On a recent visit to Sony’s Yokohama office, What Hi-Fi? was treated to a demonstration of the company’s new BVM-HX3110 mastering monitor. Why would Sony bother demonstrating to us a product that will never be available to the general public? Well, partly because it’s clearly very proud of what it considers to be a breakthrough device, but more because one of its breakthroughs in particular has huge potential ramifications for consumer TVs.
That particular breakthrough is its ability to display 4000 nits brightness, which opens up the option for content creators to master their movies and TV shows to those sorts of super-bright levels. If content creators do take up that option (more on that thorny question below), it will mean that you will need to have a similarly bright TV if you want to truly watch their content as they intended for it to be seen.
What are nits?
You can click here to read our full nits explainer but, in brief, a nit is a measure of brightness, with one nit being considered equivalent to the amount of light generated by one candle per square metre. Roughly speaking, a cheap LCD TV might be expected to hit between about 300 and 400 nits, a standard OLED TV something in the region of 800-1000 nits, an MLA or QD-OLED roughly 2000 nits, and a high-end Mini LED model such as one of Samsung’s top Neo QLED might hit 3000+ nits.
One complication of all of this is that most TVs can only hit these sorts of figures in very small parts of the picture, and many models, particularly OLEDs, can only maintain peak brightness for short periods of time.
Sony’s new BVM-HX3110 mastering monitor, on the other hand, can produce 4000 nits brightness in a 10 per cent window (a white box that’s 10 per cent of the full size of the screen) more or less indefinitely. It does this thanks to a number of factors, including a dual-layer LCD panel, very advanced local dimming, huge power draw when compared with a consumer TV, and fans that keep the hardware cool.
It is worth noting that there are already mastering monitors available that can hit 4000 nits (and beyond), but those are significantly less popular than Sony's monitors so haven't had the impact that the BVM-HX3110 likely will.
If you’re thinking that 4000 nits of brightness must be retina-searingly dazzling, allow me to assure you that that’s not the case. Even at full blast in a dark room, the 10 per cent white window was supremely bright but not wince-inducing.

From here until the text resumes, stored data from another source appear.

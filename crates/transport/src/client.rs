use std::collections::BTreeMap;
use std::sync::Arc;

use crate::datasets;
use crate::error::DatasetError;
use crate::index::MemoryIndex;

/// Named indices shared by the searchers built on top of them.
///
/// Constructed explicitly and handed to whoever needs an index.
#[derive(Debug, Clone, Default)]
pub struct SearchClient {
	indices: BTreeMap<String, Arc<MemoryIndex>>,
}

impl SearchClient {
	pub fn new() -> Self {
		Self::default()
	}

	/// A client serving the bundled `movies` and `actors` indices.
	pub fn with_bundled_datasets() -> Result<Self, DatasetError> {
		let mut client = Self::new();
		client.add_index(datasets::movies()?);
		client.add_index(datasets::actors()?);
		Ok(client)
	}

	/// Registers `index` under its name, replacing any index of the same name.
	pub fn add_index(&mut self, index: MemoryIndex) -> Arc<MemoryIndex> {
		let index = Arc::new(index);
		self.indices.insert(index.name().to_string(), Arc::clone(&index));
		index
	}

	pub fn index(&self, name: &str) -> Option<Arc<MemoryIndex>> {
		self.indices.get(name).cloned()
	}

	pub fn index_names(&self) -> impl Iterator<Item = &str> {
		self.indices.keys().map(String::as_str)
	}

	/// Applies `configure` to every registered index.
	#[must_use]
	pub fn map_indices(self, configure: impl Fn(MemoryIndex) -> MemoryIndex) -> Self {
		let indices = self
			.indices
			.into_iter()
			.map(|(name, index)| {
				let index = Arc::unwrap_or_clone(index);
				(name, Arc::new(configure(index)))
			})
			.collect();
		Self { indices }
	}
}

The advantages of the extra brightness were demonstrated in a comparison between the new BVM-HX3110, the outgoing BVM-HX310, and the older, OLED-derived BVM-X300. On each screen, a window consisting of concentric rectangles of brightness was displayed, with the least bright on the outside and each step closer to the middle being brighter than the last, with the centre itself at the full 4000 nits.
On the BVM-HX3110, each of these rectangles was perfectly displayed, but because neither of the older models can display anything even approaching 4000 nits, they could display only the outer rectangles before hitting their maximum brightness and blending several of the more central steps into one, uniform box. This was the case not only with a white window but also with windows of various colours.
With ‘real’ content, this would manifest itself as blown-out highlights with no detail. For example, instead of seeing various shades and shapes in a bright cloud, you’d see only a flat, white shape.
The tone mapping solution
Even the best TVs already often have to display highlights that are mastered beyond their brightness limitations, and they rarely do so by simply hitting their peak and displaying everything else at the same level (something that’s called ‘clipping’). Instead, they use tone mapping, which essentially brings the highlights down to within the TV's limitations, so the picture is less bright than the creator intended but the details in the highlights are preserved.
Of course, if creators begin to routinely master their content at 4000 nits, the gap between what they intended and what you’ll see on the average TV will be much larger, and the TV will have to work much harder to deliver both the impact and highlight detail of the source material. That’s why those who want to watch movies and TV shows in the most accurate and faithful way possible might well feel the need to upgrade to a much brighter TV – which might be bad news for OLED.
Will content creators use it?
But whether content creators will routinely master their content at 4000 nits is a big question. They’ve had access to 1000-nit mastering monitors for a very long time now, yet huge numbers of movies (many of the best of the last few years, in fact) are mastered to much lower levels, so why would they suddenly start making use of this new, much higher level of brightness?
The truth is that many probably won’t. It seems hard to imagine the likes of Scorsese, Villeneuve and Tarantino suddenly reconsidering their cinematic visions, especially when most cinemas are still limited to SDR levels of brightness. However, Sony believes that some pioneering filmmakers will embrace the opportunity to create brighter content and that once they do so, others (though perhaps not the aforementioned auteurs) will see the benefits and follow suit.
In other words, it will probably be a little while before we dedicated AV aficionados feel the need to upgrade to vastly brighter screens, but it does feel to me that that will be the case eventually. Will there be a new, vastly brighter version of OLED available by then? Or will Micro LED be a viable option at that point? Perhaps even backlit TVs will re-emerge as the flagship models of choice. Only time will tell.